John G. Flook (1839–1926) was instrumental in locating Oregon's land-grant university in the town of Corvallis in 1869.

John Gurley Flook (1839–1926) was an American farmer, politician, and businessman. Flook is best remembered as a member of the Oregon State Legislature who sponsored the bill establishing Oregon Agricultural College in Corvallis, Oregon — today's Oregon State University.

==Biography==

===Early years===

John Gurley Flook was born August 12, 1839, in Clermont County, Ohio. Flook's father, John Flook, Sr., was an immigrant born in Baden, then a sovereign country which joined the German empire only in 1871. His mother, the former Sarah Durough, was the daughter of an Ohio pioneer with family lineage dating back to the Virginia colony.

Flook's parents moved to the Midwestern state of Iowa in 1842, where they established themselves as farmers near the town of Farmington. The family moved west to Chico, California, in 1857, coming west in three covered wagons, one of which was driven by the second-eldest son, John.

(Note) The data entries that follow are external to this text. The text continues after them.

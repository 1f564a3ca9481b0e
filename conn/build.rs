fn main() -> Result<(), Box<dyn std::error::Error>> {
    tonic_build::compile_protos("proto/raft.proto")?;
    Ok(())
}
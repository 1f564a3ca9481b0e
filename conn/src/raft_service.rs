//! Inbound side of the raft transport.
//!
//! Implements the generated `pb.Raft` service and steps every received
//! batch into the local node.

use std::sync::Arc;

use tonic::{Request, Response, Status};

use crate::error::Error;
use crate::node::Node;
use crate::pb::raft_server::{Raft, RaftServer};
use crate::pb::{Payload, RaftBatch};

pub struct RaftService {
    node: Arc<Node>,
}

impl RaftService {
    pub fn new(node: Arc<Node>) -> Self {
        RaftService { node }
    }

    /// Wraps the service for `tonic::transport::Server::add_service`.
    pub fn into_server(self) -> RaftServer<Self> {
        RaftServer::new(self)
    }
}

#[tonic::async_trait]
impl Raft for RaftService {
    async fn raft_message(&self, request: Request<RaftBatch>) -> Result<Response<Payload>, Status> {
        raft_message(&self.node, request.into_inner()).await
    }
}

async fn raft_message(node: &Node, batch: RaftBatch) -> Result<Response<Payload>, Status> {
    if let Some(rc) = batch.context.as_ref() {
        if rc.group != node.raft_context.group {
            return Err(Status::invalid_argument(format!(
                "batch for group {} sent to group {}",
                rc.group, node.raft_context.group
            )));
        }
        if rc.id != 0 && !rc.addr.is_empty() {
            if let Err(e) = node.connect(rc.id, &rc.addr) {
                log::warn!("Unable to connect back to {:#x}: {}", rc.id, e);
            }
        }
    }
    match node.on_raft_batch(&batch).await {
        Ok(()) => Ok(Response::new(Payload::default())),
        Err(e @ Error::NoNode) | Err(e @ Error::Stopped) => Err(Status::unavailable(e.to_string())),
        Err(e @ Error::CorruptBatch(_)) | Err(e @ Error::Protobuf(_)) => {
            log::warn!("Rejecting raft batch: {}", e);
            Err(Status::invalid_argument(e.to_string()))
        }
        Err(e) => Err(Status::internal(e.to_string())),
    }
}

The family moved north to Douglas County, Oregon, in 1860 to take up farming and the raising of livestock there. John, Jr. finally left home in 1864, enlisting in Company A of the 1st Oregon Cavalry, mustered in Roseburg. He served time at various bases in the region, mustering out of the service in July 1866 as a first corporal.

===Political career===

In 1868, while still a resident of Douglas County, Flook was elected to the Oregon State Legislature as a Republican. He would only serve for a single two-year term in that office, but during that time he managed to make his mark as the author of the so-called "Flook bill," which established a state-owned land-grant agricultural college at Corvallis, now known as Oregon State University.

Flook's legislation did not create a university in Corvallis from thin air. As early as 1851 the legislature of the Oregon Territory passed a bill establishing a territorial university in the town of Marysville, a small enclave in the Willamette Valley renamed Corvallis in December 1853. It was not until 1856 that the Corvallis Academy — the first post-secondary school in the area — was established, however. This school was incorporated and rechristened as Corvallis College in 1858. The school went bankrupt and was purchased by representatives of the Southern Methodist Church, which relaunched Corvallis College under church auspices in 1860.

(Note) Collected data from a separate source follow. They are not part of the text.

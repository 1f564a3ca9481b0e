//! Logger handed to the raft-rs engine.

use slog::{o, Drain};

use crate::config::LogFormat;

// Size of logger channel buffer
const LOGGER_CHANNEL_SIZE: usize = 4096;

/// Builds the engine logger for node `id`.
///
/// `StdLog` forwards engine records into the `log` facade so they end up in
/// the same output as the rest of the node. `Term` writes them to the
/// terminal from a dedicated async drain.
pub fn raft_logger(format: LogFormat, id: u64) -> slog::Logger {
    let root = match format {
        LogFormat::StdLog => slog::Logger::root(slog_stdlog::StdLog.fuse(), o!()),
        LogFormat::Term => {
            let decorator = slog_term::TermDecorator::new().build();
            let drain = slog_term::FullFormat::new(decorator).build().fuse();
            let drain = slog_async::Async::new(drain)
                .chan_size(LOGGER_CHANNEL_SIZE)
                .overflow_strategy(slog_async::OverflowStrategy::Block)
                .build()
                .fuse();
            slog::Logger::root(drain, o!())
        }
    };
    root.new(o!("tag" => format!("peer_{}", id)))
}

Congressional legislation was signed into law in 1862 providing for the granting of 90,000 acres of federal land to the state of Oregon for the establishment of a state agricultural college. Flook learned that the time to take advantage of this land grant was soon to expire and introduced legislation providing for the establishment of such a school in Corvallis. In August 1868, aided by the effort of W. W. Moreland of the Corvallis College faculty, new articles of incorporation were filed and Corvallis College was formally "designated and adopted" as the recipient of the federal land grant. The Agricultural College of Oregon became known as Oregon State College in 1937, and subsequently Oregon State University in 1961.

===Later years===

After his stint in the military, Flook returned home to the family farm in Douglas County. He left farming in 1873 to establish a flour mill in Roseburg as J.G. Flook Company, gradually modernizing his facility and expanding capacity to 75 barrels per day. About 15 people were employed in his milling operation.

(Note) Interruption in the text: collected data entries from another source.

//! Raft node driver
//!
//! Runs a raft-rs `RawNode` inside a tokio task: ticks it, feeds it the
//! requests issued through [`DriverHandle`], and turns each `Ready` into
//! persistence, outbound messages, applied entries and read states.

#![allow(clippy::field_reassign_with_default)]

use std::sync::Arc;

use prost::Message as _;
use protobuf::Message as PbMessage;
use raft::eraftpb::{ConfChange, ConfChangeType, Entry, EntryType, Message, Snapshot};
use raft::{RawNode, ReadState, INVALID_ID};
use tokio::sync::mpsc::{self, Receiver, Sender};
use tokio::task::JoinHandle;
use tokio::time::{self, Duration, MissedTickBehavior};
use tokio_util::sync::CancellationToken;

use super::request::Request;
use super::storage::MemStore;
use super::{RaftHandle, StateMachine};
use crate::config::NodeConfig;
use crate::error::{Error, Result};
use crate::logger;
use crate::node::Node;
use crate::pb::RaftContext;

const REQUEST_QUEUE_SIZE: usize = 1000;
const READ_STATE_QUEUE_SIZE: usize = 64;

/// Handle to a running driver. Cheap to share.
pub struct DriverHandle {
    requests: Sender<Request>,
}

impl DriverHandle {
    async fn call(&self, request: Request, rx: tokio::sync::oneshot::Receiver<Result<()>>) -> Result<()> {
        self.requests
            .send(request)
            .await
            .map_err(|_| Error::Stopped)?;
        rx.await.map_err(|_| Error::Stopped)?
    }
}

#[tonic::async_trait]
impl RaftHandle for DriverHandle {
    async fn propose(&self, data: Vec<u8>) -> Result<()> {
        let (request, rx) = Request::propose(data);
        self.call(request, rx).await
    }

    async fn propose_conf_change(&self, cc: ConfChange) -> Result<()> {
        let (request, rx) = Request::conf_change(cc);
        self.call(request, rx).await
    }

    async fn read_index(&self, rctx: Vec<u8>) -> Result<()> {
        let (request, rx) = Request::read_index(rctx);
        self.call(request, rx).await
    }

    async fn step(&self, msg: Message) -> Result<()> {
        self.requests
            .send(Request::Step(msg))
            .await
            .map_err(|_| Error::Stopped)
    }

    async fn report_unreachable(&self, id: u64) {
        let _ = self.requests.send(Request::ReportUnreachable(id)).await;
    }
}

pub struct RaftDriver<S: StateMachine> {
    raw: RawNode<MemStore>, // The core Raft node implementation
    store: MemStore,
    node: Arc<Node>,
    requests: Receiver<Request>,
    read_states: Sender<ReadState>, // Read states for the read-index loop
    state_machine: S,
    tick_interval: Duration,
}

impl<S: StateMachine + Send + 'static> RaftDriver<S> {
    /// Wires `node` to a new raft-rs node and starts every worker: the
    /// driver itself, the message transmitter and the read-index loop.
    pub fn start(
        node: Arc<Node>,
        store: MemStore,
        state_machine: S,
        config: &NodeConfig,
        closer: CancellationToken,
    ) -> Result<(Arc<DriverHandle>, JoinHandle<()>)> {
        let logger = logger::raft_logger(config.log_format, node.id);
        let raft_config = config.raft_config(node.applied.done_until())?;
        let raw = RawNode::new(&raft_config, store.clone(), &logger)?;

        let (requests_tx, requests) = mpsc::channel(REQUEST_QUEUE_SIZE);
        let handle = Arc::new(DriverHandle {
            requests: requests_tx,
        });
        node.set_raft(handle.clone())?;

        let (read_states, read_states_rx) = mpsc::channel(READ_STATE_QUEUE_SIZE);
        node.spawn_read_index_loop(closer.clone(), read_states_rx)?;
        node.spawn_transmitter(closer.clone())?;

        let driver = RaftDriver {
            raw,
            store,
            node,
            requests,
            read_states,
            state_machine,
            tick_interval: config.tick_interval(),
        };
        let task = tokio::spawn(driver.run(closer));
        Ok((handle, task))
    }

    async fn run(mut self, closer: CancellationToken) {
        let mut ticker = time::interval(self.tick_interval);
        ticker.set_missed_tick_behavior(MissedTickBehavior::Delay);

        loop {
            tokio::select! {
                _ = closer.cancelled() => {
                    log::info!("[{:#x}] Raft driver stopped", self.node.id);
                    return;
                }
                Some(request) = self.requests.recv() => {
                    self.handle_request(request);
                    while let Ok(request) = self.requests.try_recv() {
                        self.handle_request(request);
                    }
                }
                _ = ticker.tick() => {
                    self.raw.tick();
                }
            }

            self.on_ready().await;
        }
    }

    fn handle_request(&mut self, request: Request) {
        match request {
            Request::Propose { data, done } => {
                let _ = done.send(self.raw.propose(vec![], data).map_err(Error::from));
            }
            Request::ProposeConfChange { cc, done } => {
                let _ = done.send(self.raw.propose_conf_change(vec![], cc).map_err(Error::from));
            }
            Request::ReadIndex { rctx, done } => {
                if self.raw.raft.leader_id == INVALID_ID {
                    let _ = done.send(Err(Error::NoLeader));
                    return;
                }
                self.raw.read_index(rctx);
                let _ = done.send(Ok(()));
            }
            Request::Step(msg) => {
                let from = msg.from;
                if let Err(e) = self.raw.step(msg) {
                    log::debug!("Failed to step message from {:#x}: {}", from, e);
                }
            }
            Request::ReportUnreachable(id) => self.raw.report_unreachable(id),
        }
    }

    async fn on_ready(&mut self) {
        if !self.raw.has_ready() {
            return;
        }

        let mut ready = self.raw.ready();

        // Step 1: Send messages that need no persistence first
        if !ready.messages().is_empty() {
            Self::send_messages(&self.node, ready.take_messages()).await;
        }

        // Step 2: Install snapshot if any
        if *ready.snapshot() != Snapshot::default() {
            self.apply_snapshot(ready.snapshot().clone()).await;
        }

        // Step 3: Hand read states to the read-index loop
        self.forward_read_states(ready.take_read_states());

        // Step 4: Apply committed entries
        self.handle_committed_entries(ready.take_committed_entries());

        // Step 5: Persist raft state
        self.node
            .save_to_storage(ready.hs(), ready.entries(), None)
            .await;
        if !ready.persisted_messages().is_empty() {
            Self::send_messages(&self.node, ready.take_persisted_messages()).await;
        }

        // Step 6: Advance raft state
        let mut light_rd = self.raw.advance(ready);
        if let Some(commit) = light_rd.commit_index() {
            self.store.set_commit(commit);
        }
        Self::send_messages(&self.node, light_rd.take_messages()).await;
        self.handle_committed_entries(light_rd.take_committed_entries());
        self.raw.advance_apply();
    }

    // Borrows only the node so the state machine need not be `Sync`.
    async fn send_messages(node: &Node, messages: Vec<Message>) {
        for msg in messages {
            if let Err(e) = node.send(msg).await {
                log::error!("Failed to queue raft message: {}", e);
            }
        }
    }

    fn forward_read_states(&self, read_states: Vec<ReadState>) {
        for rs in read_states {
            if let Err(e) = self.read_states.try_send(rs) {
                // The read-index loop times out and asks again.
                log::warn!("Dropping read state: {}", e);
            }
        }
    }

    async fn apply_snapshot(&mut self, snapshot: Snapshot) {
        let metadata = snapshot.get_metadata().clone();
        self.node.save_to_storage(None, &[], Some(&snapshot)).await;
        self.node.set_conf_state(metadata.get_conf_state().clone());
        self.state_machine
            .on_snapshot(metadata.index, metadata.term, snapshot.get_data());
        self.node.applied.set_done_until(metadata.index);
        log::info!(
            "[{:#x}] Applied snapshot at index {} term {}",
            self.node.id,
            metadata.index,
            metadata.term
        );
    }

    fn handle_committed_entries(&mut self, entries: Vec<Entry>) {
        for entry in entries {
            if !entry.data.is_empty() {
                match entry.get_entry_type() {
                    EntryType::EntryConfChange => self.apply_conf_change(&entry),
                    EntryType::EntryNormal => self.state_machine.apply(entry.index, &entry.data),
                    EntryType::EntryConfChangeV2 => {
                        log::warn!("Ignoring joint conf change at index {}", entry.index)
                    }
                }
            }
            self.node.applied.done(entry.index);
        }
    }

    fn apply_conf_change(&mut self, entry: &Entry) {
        let mut cc = ConfChange::default();
        if let Err(e) = cc.merge_from_bytes(&entry.data) {
            log::error!("Corrupt conf change at index {}: {}", entry.index, e);
            return;
        }

        let result = match self.raw.apply_conf_change(&cc) {
            Ok(cs) => {
                self.store.set_conf_state(cs.clone());
                self.node.set_conf_state(cs);
                self.update_peers(&cc);
                Ok(())
            }
            Err(e) => {
                log::warn!("Failed to apply conf change {:#x}: {}", cc.id, e);
                Err(Error::ConfChange(e.to_string()))
            }
        };
        self.node.done_conf_change(cc.id, result);
    }

    fn update_peers(&self, cc: &ConfChange) {
        match cc.get_change_type() {
            ConfChangeType::AddNode | ConfChangeType::AddLearnerNode => {
                if cc.context.is_empty() {
                    return;
                }
                match RaftContext::decode(&cc.context[..]) {
                    Ok(rc) => {
                        if let Err(e) = self.node.connect(cc.node_id, &rc.addr) {
                            log::warn!("Unable to connect to {:#x}: {}", cc.node_id, e);
                        }
                    }
                    Err(e) => log::warn!("Bad raft context for {:#x}: {}", cc.node_id, e),
                }
            }
            ConfChangeType::RemoveNode => self.node.delete_peer(cc.node_id),
        }
    }
}

#[cfg(test)]
mod tests {
    use std::cell::Cell;
    use std::sync::atomic::{AtomicU64, Ordering};

    use super::*;
    use crate::context::Context;
    use crate::testutil::FakeTransport;

    /// Keeps its own position in a `Cell`, so it is `Send` but not `Sync`.
    struct CellMachine {
        last: Cell<u64>,
        applied: Arc<AtomicU64>,
    }

    impl StateMachine for CellMachine {
        fn apply(&mut self, index: u64, data: &[u8]) {
            self.last.set(index);
            if data == b"cell" {
                self.applied.store(self.last.get(), Ordering::SeqCst);
            }
        }

        fn on_snapshot(&mut self, last_index: u64, _last_term: u64, _data: &[u8]) {
            self.last.set(last_index);
        }
    }

    #[tokio::test]
    async fn test_driver_runs_state_machine_without_sync() {
        let config = NodeConfig {
            id: 1,
            group: 1,
            tick_interval_ms: 10,
            ..Default::default()
        };
        let store = MemStore::bootstrap(&[1]).unwrap();
        let node = Node::new(
            config.raft_context(),
            Arc::new(store.clone()),
            Arc::new(FakeTransport::default()),
            config.message_queue_size,
        )
        .unwrap();
        let applied = Arc::new(AtomicU64::new(0));
        let machine = CellMachine {
            last: Cell::new(0),
            applied: applied.clone(),
        };
        let closer = CancellationToken::new();
        let (handle, driver) = RaftDriver::start(
            node.clone(),
            store,
            machine,
            &config,
            closer.clone(),
        )
        .unwrap();

        let mut elected = false;
        for _ in 0..200 {
            let ctx = Context::background().with_timeout(Duration::from_secs(5));
            if node.wait_linearizable_read(&ctx).await.is_ok() {
                elected = true;
                break;
            }
            time::sleep(Duration::from_millis(10)).await;
        }
        assert!(elected, "no leader elected");

        handle.propose(b"cell".to_vec()).await.unwrap();
        for _ in 0..200 {
            if applied.load(Ordering::SeqCst) > 0 {
                break;
            }
            time::sleep(Duration::from_millis(10)).await;
        }
        assert!(applied.load(Ordering::SeqCst) > 1);

        closer.cancel();
        driver.await.unwrap();
    }
}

Flook then sold his flour mill and used the funds to launch a planing mill in Roseburg, also known as the J.G. Flook Company.

During his life Flook married twice, siring two daughters prior to his first wife's death. Flook's second marriage took place in April 1893. The couple had no children.

Flook was a member of the First Christian Church of Roseburg, serving on that institution's board of trustees and as superintendent of its Sunday school. Flook was also instrumental in the construction of a new high school for Roseburg, serving as head of a committee which obtained a building site and plans and which solicited bids for construction.

===Death and legacy===

John G. Flook died January 24, 1926, at his home in Corvallis. He was buried in a cemetery located in his former home town of Roseburg. He was 86 years old at the time of his death.